**Directions for this task:** Whenever a line of the material contains the string "seeds", it should be copied.

**Information shown:**

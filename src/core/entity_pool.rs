use super::errors::{SimResult, SimulationError};
use super::types::{CustomerId, PrepperId, SimTime, TakerId};

const TAKER_POOL: &str = "TakerPool";

/// Resource that takes a customer's order and later collects the payment
#[derive(Debug, Clone, PartialEq)]
pub struct TakerAgent {
    pub id: TakerId,
    /// Customer this taker is serving, from order-taking until payment ends
    pub served_customer: Option<CustomerId>,
}

/// Resource that cooks orders
#[derive(Debug, Clone, Copy, PartialEq)]
pub struct PrepAgent {
    pub id: PrepperId,
}

/// Owns every entity of a run: the fixed agent pools and the customer
/// counters. Agents are created once and recirculate through the queues;
/// customers are numbered as they are generated and forgotten once they
/// depart.
#[derive(Debug, Clone)]
pub struct EntityPool {
    takers: Vec<TakerAgent>,
    preppers: Vec<PrepAgent>,
    customers_created: u64,
    customers_departed: u64,
    /// Customers created whose arrival event has not fired yet
    customers_arriving: u64,
}

impl EntityPool {
    pub fn new(num_takers: u32, num_preppers: u32) -> Self {
        Self {
            takers: (0..num_takers)
                .map(|n| TakerAgent {
                    id: TakerId(n),
                    served_customer: None,
                })
                .collect(),
            preppers: (0..num_preppers)
                .map(|n| PrepAgent { id: PrepperId(n) })
                .collect(),
            customers_created: 0,
            customers_departed: 0,
            customers_arriving: 0,
        }
    }

    pub fn takers(&self) -> &[TakerAgent] {
        &self.takers
    }

    pub fn preppers(&self) -> &[PrepAgent] {
        &self.preppers
    }

    pub fn taker(&self, id: TakerId) -> Option<&TakerAgent> {
        self.takers.get(id.0 as usize)
    }

    /// Create the next customer. It counts as arriving until `mark_arrived`.
    pub fn create_customer(&mut self) -> CustomerId {
        self.customers_created += 1;
        self.customers_arriving += 1;
        CustomerId(self.customers_created)
    }

    pub fn mark_arrived(&mut self, customer: CustomerId, now: SimTime) -> SimResult<()> {
        if self.customers_arriving == 0 {
            return Err(SimulationError::invariant(
                "ArrivingCustomers",
                customer,
                now,
                "arrived without being generated",
            ));
        }
        self.customers_arriving -= 1;
        Ok(())
    }

    /// Attach `customer` to an idle taker
    pub fn bind(&mut self, taker: TakerId, customer: CustomerId, now: SimTime) -> SimResult<()> {
        let agent = self.taker_mut(taker, now)?;
        if let Some(current) = agent.served_customer {
            return Err(SimulationError::invariant(
                TAKER_POOL,
                taker,
                now,
                format!("is still serving {current}"),
            ));
        }
        agent.served_customer = Some(customer);
        Ok(())
    }

    /// Customer the taker is currently serving
    pub fn served_customer(&self, taker: TakerId, now: SimTime) -> SimResult<CustomerId> {
        self.taker(taker)
            .and_then(|agent| agent.served_customer)
            .ok_or_else(|| {
                SimulationError::invariant(TAKER_POOL, taker, now, "has no served customer")
            })
    }

    /// Detach the served customer from the taker and count it as departed
    pub fn depart(&mut self, taker: TakerId, now: SimTime) -> SimResult<CustomerId> {
        let customer = self.taker_mut(taker, now)?.served_customer.take().ok_or_else(|| {
            SimulationError::invariant(TAKER_POOL, taker, now, "has no served customer")
        })?;
        self.customers_departed += 1;
        Ok(customer)
    }

    pub fn customers_created(&self) -> u64 {
        self.customers_created
    }

    pub fn customers_departed(&self) -> u64 {
        self.customers_departed
    }

    pub fn customers_arriving(&self) -> u64 {
        self.customers_arriving
    }

    /// Customers currently attached to a taker
    pub fn customers_in_service(&self) -> u64 {
        self.takers
            .iter()
            .filter(|agent| agent.served_customer.is_some())
            .count() as u64
    }

    fn taker_mut(&mut self, id: TakerId, now: SimTime) -> SimResult<&mut TakerAgent> {
        self.takers
            .get_mut(id.0 as usize)
            .ok_or_else(|| SimulationError::invariant(TAKER_POOL, id, now, "is not in the pool"))
    }
}

#[cfg(test)]
mod tests {
    use super::*;

    #[test]
    fn test_pools_are_populated() {
        let pool = EntityPool::new(2, 3);
        assert_eq!(pool.takers().len(), 2);
        assert_eq!(pool.preppers().len(), 3);
        assert!(pool.takers().iter().all(|t| t.served_customer.is_none()));
        assert_eq!(pool.preppers()[2].id, PrepperId(2));
    }

    #[test]
    fn test_customer_numbering_and_arrival() {
        let mut pool = EntityPool::new(1, 1);
        let first = pool.create_customer();
        let second = pool.create_customer();
        assert_eq!(first, CustomerId(1));
        assert_eq!(second, CustomerId(2));
        assert_eq!(pool.customers_arriving(), 2);

        pool.mark_arrived(first, 0.0).unwrap();
        assert_eq!(pool.customers_arriving(), 1);
    }

    #[test]
    fn test_bind_and_depart() {
        let mut pool = EntityPool::new(1, 1);
        let customer = pool.create_customer();
        pool.bind(TakerId(0), customer, 0.0).unwrap();
        assert_eq!(pool.served_customer(TakerId(0), 0.0).unwrap(), customer);
        assert_eq!(pool.customers_in_service(), 1);

        // a bound taker cannot take a second customer
        let other = pool.create_customer();
        assert!(pool.bind(TakerId(0), other, 1.0).unwrap_err().is_invariant_violation());

        assert_eq!(pool.depart(TakerId(0), 2.0).unwrap(), customer);
        assert_eq!(pool.customers_departed(), 1);
        assert!(pool.served_customer(TakerId(0), 2.0).is_err());
        assert!(pool.depart(TakerId(0), 2.0).is_err());
    }

    #[test]
    fn test_unknown_taker() {
        let mut pool = EntityPool::new(1, 1);
        let customer = pool.create_customer();
        assert!(pool.bind(TakerId(5), customer, 0.0).is_err());
    }
}
use mcburger_sim::{run_replications, LogObserver, Simulation, SimulationConfig};
use std::env;
use std::fs;

/// Usage: mcburger [CONFIG.json] [REPLICATIONS]
fn main() -> Result<(), Box<dyn std::error::Error>> {
    env_logger::Builder::from_default_env()
        .filter_level(log::LevelFilter::Info)
        .format_timestamp(None)
        .init();

    let mut args = env::args().skip(1);
    let config = match args.next() {
        Some(path) => SimulationConfig::from_json(&fs::read_to_string(path)?)?,
        None => SimulationConfig::default(),
    };
    let replications: u64 = match args.next() {
        Some(n) => n.parse()?,
        None => 0,
    };

    println!("McBurger service simulation");
    println!("  seed {}, stop time {}", config.seed, config.stop_time);
    println!(
        "  {} order takers, {} food preppers",
        config.num_takers, config.num_preppers
    );
    println!(
        "  means: inter-arrival {}, order taking {}, cooking {}, paying {} ({:?})",
        config.service_times.inter_arrival,
        config.service_times.order_taking,
        config.service_times.cooking,
        config.service_times.paying,
        config.delay_mode
    );
    println!();

    let mut sim = Simulation::configure(config.clone())?;
    sim.add_observer(Box::new(LogObserver));
    sim.initialize()?;
    let report = sim.run()?;

    println!("{report}");
    println!("{}", serde_json::to_string_pretty(&report)?);

    if replications > 0 {
        let seeds: Vec<u64> = (1..=replications).map(|n| config.seed.wrapping_add(n)).collect();
        let reports = run_replications(&config, &seeds)?;
        println!("\n{} replications ({:?})", reports.len(), config.concurrency_mode);
        for r in &reports {
            let waiting = r
                .queue("WaitingCustomers")
                .map(|q| q.average_wait)
                .unwrap_or_default();
            println!(
                "  seed {:>10}: {:>4} served, avg wait in line {:.3}",
                r.seed, r.customers_departed, waiting
            );
        }
    }

    Ok(())
}
use super::errors::{EntityRef, SimResult, SimulationError};
use super::types::{QueueEntity, SimTime};
use indexmap::IndexMap;
use serde::Serialize;

/// FIFO waiting line of entities with identity-based removal.
///
/// Entries keep their insertion order and the clock at which they entered,
/// so the queue can report waiting times alongside its length history.
/// Inserting an entity that is already queued, or removing one that is not,
/// is an invariant violation.
#[derive(Debug, Clone)]
pub struct ResourceQueue<T: QueueEntity> {
    name: &'static str,
    entries: IndexMap<T, SimTime>,
    observations: u64,
    max_length: usize,
    /// Integral of the queue length over time since the start of the run
    length_area: f64,
    last_change: SimTime,
    removals: u64,
    zeros: u64,
    total_wait: f64,
    max_wait: f64,
}

/// Read-only snapshot of a queue's statistics
#[derive(Debug, Clone, PartialEq, Serialize)]
pub struct QueueStatistics {
    pub name: &'static str,
    pub length: usize,
    pub max_length: usize,
    pub observations: u64,
    pub average_length: f64,
    pub zeros: u64,
    pub average_wait: f64,
    pub max_wait: f64,
}

impl<T: QueueEntity> ResourceQueue<T> {
    pub fn new(name: &'static str) -> Self {
        Self {
            name,
            entries: IndexMap::new(),
            observations: 0,
            max_length: 0,
            length_area: 0.0,
            last_change: 0.0,
            removals: 0,
            zeros: 0,
            total_wait: 0.0,
            max_wait: 0.0,
        }
    }

    pub fn name(&self) -> &'static str {
        self.name
    }

    /// Append an entity at the tail of the queue
    pub fn insert(&mut self, entity: T, now: SimTime) -> SimResult<()> {
        if self.entries.contains_key(&entity) {
            return Err(SimulationError::invariant(
                self.name,
                EntityRef::One(entity.into()),
                now,
                "is already queued",
            ));
        }

        self.accumulate(now);
        self.entries.insert(entity, now);
        self.observations += 1;
        self.max_length = self.max_length.max(self.entries.len());
        Ok(())
    }

    /// Remove an entity wherever it sits in the queue
    pub fn remove(&mut self, entity: T, now: SimTime) -> SimResult<()> {
        let entered = match self.entries.get(&entity) {
            Some(&entered) => entered,
            None => {
                return Err(SimulationError::invariant(
                    self.name,
                    EntityRef::One(entity.into()),
                    now,
                    "is not queued",
                ))
            }
        };

        self.accumulate(now);
        self.entries.shift_remove(&entity);

        let wait = now - entered;
        self.removals += 1;
        self.total_wait += wait;
        self.max_wait = self.max_wait.max(wait);
        if wait == 0.0 {
            self.zeros += 1;
        }
        Ok(())
    }

    /// Entity at the head of the queue, if any
    pub fn first(&self) -> Option<T> {
        self.entries.first().map(|(entity, _)| *entity)
    }

    pub fn contains(&self, entity: T) -> bool {
        self.entries.contains_key(&entity)
    }

    pub fn is_empty(&self) -> bool {
        self.entries.is_empty()
    }

    pub fn len(&self) -> usize {
        self.entries.len()
    }

    /// Entities in service order
    pub fn iter(&self) -> impl Iterator<Item = T> + '_ {
        self.entries.keys().copied()
    }

    pub fn statistics(&self, now: SimTime) -> QueueStatistics {
        let area = self.length_area + self.entries.len() as f64 * (now - self.last_change);
        let average_length = if now > 0.0 {
            area / now
        } else {
            self.entries.len() as f64
        };
        let average_wait = if self.removals > 0 {
            self.total_wait / self.removals as f64
        } else {
            0.0
        };

        QueueStatistics {
            name: self.name,
            length: self.entries.len(),
            max_length: self.max_length,
            observations: self.observations,
            average_length,
            zeros: self.zeros,
            average_wait,
            max_wait: self.max_wait,
        }
    }

    fn accumulate(&mut self, now: SimTime) {
        self.length_area += self.entries.len() as f64 * (now - self.last_change);
        self.last_change = now;
    }
}

#[cfg(test)]
mod tests {
    use super::*;
    use crate::core::types::CustomerId;

    #[test]
    fn test_fifo_order() {
        let mut queue = ResourceQueue::new("WaitingCustomers");
        for n in 1..=3 {
            queue.insert(CustomerId(n), 0.0).unwrap();
        }
        assert_eq!(queue.first(), Some(CustomerId(1)));

        queue.remove(CustomerId(1), 1.0).unwrap();
        assert_eq!(queue.first(), Some(CustomerId(2)));
        assert_eq!(queue.iter().collect::<Vec<_>>(), vec![CustomerId(2), CustomerId(3)]);
    }

    #[test]
    fn test_remove_from_middle_keeps_order() {
        let mut queue = ResourceQueue::new("PendingPayment");
        for n in 1..=4 {
            queue.insert(CustomerId(n), 0.0).unwrap();
        }
        queue.remove(CustomerId(2), 0.5).unwrap();
        assert_eq!(
            queue.iter().collect::<Vec<_>>(),
            vec![CustomerId(1), CustomerId(3), CustomerId(4)]
        );
    }

    #[test]
    fn test_duplicate_insert_is_violation() {
        let mut queue = ResourceQueue::new("WaitingCustomers");
        queue.insert(CustomerId(1), 0.0).unwrap();

        let err = queue.insert(CustomerId(1), 2.0).unwrap_err();
        assert!(err.is_invariant_violation());
        assert!(err.to_string().contains("WaitingCustomers"));
        assert!(err.to_string().contains("Customer#1"));
        assert_eq!(queue.len(), 1);
    }

    #[test]
    fn test_missing_remove_is_violation() {
        let mut queue: ResourceQueue<CustomerId> = ResourceQueue::new("PendingPayment");
        let err = queue.remove(CustomerId(9), 1.0).unwrap_err();
        assert!(err.is_invariant_violation());
        assert!(queue.is_empty());
    }

    #[test]
    fn test_statistics() {
        let mut queue = ResourceQueue::new("WaitingCustomers");
        queue.insert(CustomerId(1), 0.0).unwrap();
        queue.insert(CustomerId(2), 2.0).unwrap();
        queue.remove(CustomerId(1), 4.0).unwrap();
        queue.remove(CustomerId(2), 4.0).unwrap();
        queue.insert(CustomerId(3), 6.0).unwrap();
        queue.remove(CustomerId(3), 6.0).unwrap();

        let stats = queue.statistics(8.0);
        assert_eq!(stats.length, 0);
        assert_eq!(stats.max_length, 2);
        assert_eq!(stats.observations, 3);
        assert_eq!(stats.zeros, 1);
        // length 1 over [0,2), 2 over [2,4), 0 afterwards
        assert!((stats.average_length - 6.0 / 8.0).abs() < 1e-12);
        assert!((stats.average_wait - 2.0).abs() < 1e-12);
        assert_eq!(stats.max_wait, 4.0);
    }
}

**Reply to the exercise:**
        let seeds: Vec<u64> = (1..=replications).map(|n| config.seed.wrapping_add(n)).collect();
        let reports = run_replications(&config, &seeds)?;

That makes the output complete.